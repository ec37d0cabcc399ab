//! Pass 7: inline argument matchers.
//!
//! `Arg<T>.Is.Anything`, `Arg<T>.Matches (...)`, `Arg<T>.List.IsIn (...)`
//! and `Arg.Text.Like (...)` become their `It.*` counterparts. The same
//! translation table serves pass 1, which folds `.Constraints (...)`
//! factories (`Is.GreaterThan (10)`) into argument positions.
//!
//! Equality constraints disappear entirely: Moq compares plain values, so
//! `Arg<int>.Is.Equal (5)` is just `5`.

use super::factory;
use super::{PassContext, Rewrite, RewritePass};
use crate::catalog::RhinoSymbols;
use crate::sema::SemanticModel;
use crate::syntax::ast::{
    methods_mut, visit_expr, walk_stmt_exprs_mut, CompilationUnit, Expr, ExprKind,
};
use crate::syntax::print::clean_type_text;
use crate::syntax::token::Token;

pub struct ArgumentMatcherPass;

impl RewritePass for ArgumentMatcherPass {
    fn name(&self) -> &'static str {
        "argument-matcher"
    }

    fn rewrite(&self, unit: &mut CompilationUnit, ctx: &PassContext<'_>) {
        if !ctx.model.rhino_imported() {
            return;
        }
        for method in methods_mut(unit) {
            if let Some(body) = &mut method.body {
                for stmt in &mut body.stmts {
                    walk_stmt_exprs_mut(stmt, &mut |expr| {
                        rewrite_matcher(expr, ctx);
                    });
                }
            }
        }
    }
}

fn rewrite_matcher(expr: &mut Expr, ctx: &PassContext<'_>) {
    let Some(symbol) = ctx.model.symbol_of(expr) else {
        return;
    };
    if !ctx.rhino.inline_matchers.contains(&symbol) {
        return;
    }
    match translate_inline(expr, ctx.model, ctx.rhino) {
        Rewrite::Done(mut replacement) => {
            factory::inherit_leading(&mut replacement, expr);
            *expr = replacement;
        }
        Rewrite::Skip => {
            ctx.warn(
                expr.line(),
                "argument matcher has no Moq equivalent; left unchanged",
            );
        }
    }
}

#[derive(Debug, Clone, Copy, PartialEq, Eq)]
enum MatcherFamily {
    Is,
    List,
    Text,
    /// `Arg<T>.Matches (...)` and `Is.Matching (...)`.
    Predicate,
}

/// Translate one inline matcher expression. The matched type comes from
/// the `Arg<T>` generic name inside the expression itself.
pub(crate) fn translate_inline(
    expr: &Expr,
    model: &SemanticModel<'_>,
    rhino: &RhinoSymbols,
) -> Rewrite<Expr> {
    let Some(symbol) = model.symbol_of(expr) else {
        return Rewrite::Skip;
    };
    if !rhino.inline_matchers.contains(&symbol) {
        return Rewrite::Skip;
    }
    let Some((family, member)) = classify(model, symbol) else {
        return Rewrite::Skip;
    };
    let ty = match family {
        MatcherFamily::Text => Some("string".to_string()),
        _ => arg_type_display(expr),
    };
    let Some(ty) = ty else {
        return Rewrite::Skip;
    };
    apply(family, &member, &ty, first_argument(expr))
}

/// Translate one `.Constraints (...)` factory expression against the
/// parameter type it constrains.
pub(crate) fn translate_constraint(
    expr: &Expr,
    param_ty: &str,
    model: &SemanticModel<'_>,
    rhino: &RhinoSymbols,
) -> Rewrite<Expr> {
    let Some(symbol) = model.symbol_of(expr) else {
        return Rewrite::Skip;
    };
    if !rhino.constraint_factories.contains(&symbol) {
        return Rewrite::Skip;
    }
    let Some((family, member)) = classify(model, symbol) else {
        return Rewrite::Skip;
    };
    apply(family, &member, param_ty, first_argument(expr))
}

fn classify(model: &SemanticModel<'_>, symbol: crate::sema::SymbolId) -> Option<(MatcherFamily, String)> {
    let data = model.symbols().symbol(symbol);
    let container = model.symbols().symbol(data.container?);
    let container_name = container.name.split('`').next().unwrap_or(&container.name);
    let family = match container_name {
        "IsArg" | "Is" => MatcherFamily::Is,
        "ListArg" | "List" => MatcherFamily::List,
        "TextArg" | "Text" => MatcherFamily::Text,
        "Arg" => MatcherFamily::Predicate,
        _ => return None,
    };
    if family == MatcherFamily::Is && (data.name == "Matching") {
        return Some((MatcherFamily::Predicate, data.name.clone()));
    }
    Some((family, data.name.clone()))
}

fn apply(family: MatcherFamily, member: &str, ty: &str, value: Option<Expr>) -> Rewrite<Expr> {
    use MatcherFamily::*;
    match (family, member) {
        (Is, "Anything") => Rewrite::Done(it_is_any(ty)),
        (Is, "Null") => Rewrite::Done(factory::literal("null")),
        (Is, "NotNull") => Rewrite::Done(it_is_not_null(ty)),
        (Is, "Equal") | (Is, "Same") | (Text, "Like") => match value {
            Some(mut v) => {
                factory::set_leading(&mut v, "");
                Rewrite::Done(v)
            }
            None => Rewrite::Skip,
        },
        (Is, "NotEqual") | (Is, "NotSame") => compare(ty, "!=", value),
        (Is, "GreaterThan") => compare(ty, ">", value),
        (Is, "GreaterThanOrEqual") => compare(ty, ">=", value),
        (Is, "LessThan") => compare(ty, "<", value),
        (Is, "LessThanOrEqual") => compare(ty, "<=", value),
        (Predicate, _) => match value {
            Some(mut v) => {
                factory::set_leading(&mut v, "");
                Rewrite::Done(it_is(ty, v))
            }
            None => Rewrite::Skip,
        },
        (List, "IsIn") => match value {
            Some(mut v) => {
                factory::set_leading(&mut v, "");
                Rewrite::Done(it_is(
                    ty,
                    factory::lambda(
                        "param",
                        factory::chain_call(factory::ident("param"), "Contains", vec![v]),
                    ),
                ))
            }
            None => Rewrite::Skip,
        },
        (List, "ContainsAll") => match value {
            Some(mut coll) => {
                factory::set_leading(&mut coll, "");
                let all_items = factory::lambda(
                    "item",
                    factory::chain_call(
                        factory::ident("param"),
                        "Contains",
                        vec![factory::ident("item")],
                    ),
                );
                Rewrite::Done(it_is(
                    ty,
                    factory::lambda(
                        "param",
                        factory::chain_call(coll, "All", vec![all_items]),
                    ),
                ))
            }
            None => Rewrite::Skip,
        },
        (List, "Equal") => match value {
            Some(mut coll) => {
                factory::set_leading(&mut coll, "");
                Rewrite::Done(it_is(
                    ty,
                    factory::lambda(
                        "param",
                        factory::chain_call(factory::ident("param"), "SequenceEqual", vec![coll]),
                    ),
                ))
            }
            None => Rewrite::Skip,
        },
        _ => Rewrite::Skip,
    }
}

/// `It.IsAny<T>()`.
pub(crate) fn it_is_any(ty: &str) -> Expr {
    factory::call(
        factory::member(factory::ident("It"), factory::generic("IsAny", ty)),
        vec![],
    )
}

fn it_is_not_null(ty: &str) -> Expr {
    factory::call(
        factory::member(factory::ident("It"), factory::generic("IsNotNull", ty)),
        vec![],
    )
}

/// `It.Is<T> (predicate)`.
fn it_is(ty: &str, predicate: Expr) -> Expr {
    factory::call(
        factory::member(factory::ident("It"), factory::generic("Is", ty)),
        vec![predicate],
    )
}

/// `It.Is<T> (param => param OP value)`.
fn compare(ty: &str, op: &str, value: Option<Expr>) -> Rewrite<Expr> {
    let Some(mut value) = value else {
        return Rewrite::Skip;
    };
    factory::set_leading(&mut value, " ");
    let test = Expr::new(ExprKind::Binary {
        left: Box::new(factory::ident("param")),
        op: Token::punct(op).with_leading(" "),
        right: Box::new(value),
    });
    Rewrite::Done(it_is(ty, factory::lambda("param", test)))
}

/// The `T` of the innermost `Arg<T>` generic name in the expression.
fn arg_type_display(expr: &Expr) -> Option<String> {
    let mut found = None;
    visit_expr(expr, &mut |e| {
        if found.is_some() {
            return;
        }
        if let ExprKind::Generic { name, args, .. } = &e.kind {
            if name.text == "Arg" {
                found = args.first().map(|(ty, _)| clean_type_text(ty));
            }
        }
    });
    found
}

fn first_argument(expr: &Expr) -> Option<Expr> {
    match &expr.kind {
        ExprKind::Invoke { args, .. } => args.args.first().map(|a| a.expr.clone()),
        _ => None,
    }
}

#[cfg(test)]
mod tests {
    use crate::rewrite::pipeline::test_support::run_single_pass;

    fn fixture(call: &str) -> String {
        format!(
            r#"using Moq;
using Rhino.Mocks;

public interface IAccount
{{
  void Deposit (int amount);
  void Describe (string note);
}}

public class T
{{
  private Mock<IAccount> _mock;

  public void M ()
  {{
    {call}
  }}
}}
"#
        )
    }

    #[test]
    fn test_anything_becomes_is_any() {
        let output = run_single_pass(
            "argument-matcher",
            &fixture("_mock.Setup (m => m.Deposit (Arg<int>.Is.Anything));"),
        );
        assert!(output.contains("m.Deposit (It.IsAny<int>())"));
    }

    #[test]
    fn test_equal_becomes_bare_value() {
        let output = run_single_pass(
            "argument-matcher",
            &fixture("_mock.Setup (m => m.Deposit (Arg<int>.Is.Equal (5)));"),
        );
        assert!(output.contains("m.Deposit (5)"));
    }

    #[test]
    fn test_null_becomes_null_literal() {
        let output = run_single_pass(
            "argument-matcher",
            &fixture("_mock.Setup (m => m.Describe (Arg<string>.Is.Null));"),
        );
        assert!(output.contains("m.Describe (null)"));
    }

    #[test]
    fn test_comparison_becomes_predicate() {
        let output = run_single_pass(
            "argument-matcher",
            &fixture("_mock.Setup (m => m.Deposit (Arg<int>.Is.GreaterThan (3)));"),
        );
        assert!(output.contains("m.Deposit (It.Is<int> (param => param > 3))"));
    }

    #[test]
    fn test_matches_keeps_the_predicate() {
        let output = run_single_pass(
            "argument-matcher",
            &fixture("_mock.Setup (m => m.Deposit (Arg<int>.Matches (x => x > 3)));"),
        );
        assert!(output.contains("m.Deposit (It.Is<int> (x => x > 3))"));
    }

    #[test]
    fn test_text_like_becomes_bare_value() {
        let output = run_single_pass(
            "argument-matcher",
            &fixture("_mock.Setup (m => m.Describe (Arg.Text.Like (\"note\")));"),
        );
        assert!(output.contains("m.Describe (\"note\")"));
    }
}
------------------------------
● **EXERCISE**:
Determine which lines above include the word "IsIn", and report those lines in full.

● **THE COMPLETED TASK**:
//! `Arg<T>.Is.Anything`, `Arg<T>.Matches (...)`, `Arg<T>.List.IsIn (...)`
        (List, "IsIn") => match value {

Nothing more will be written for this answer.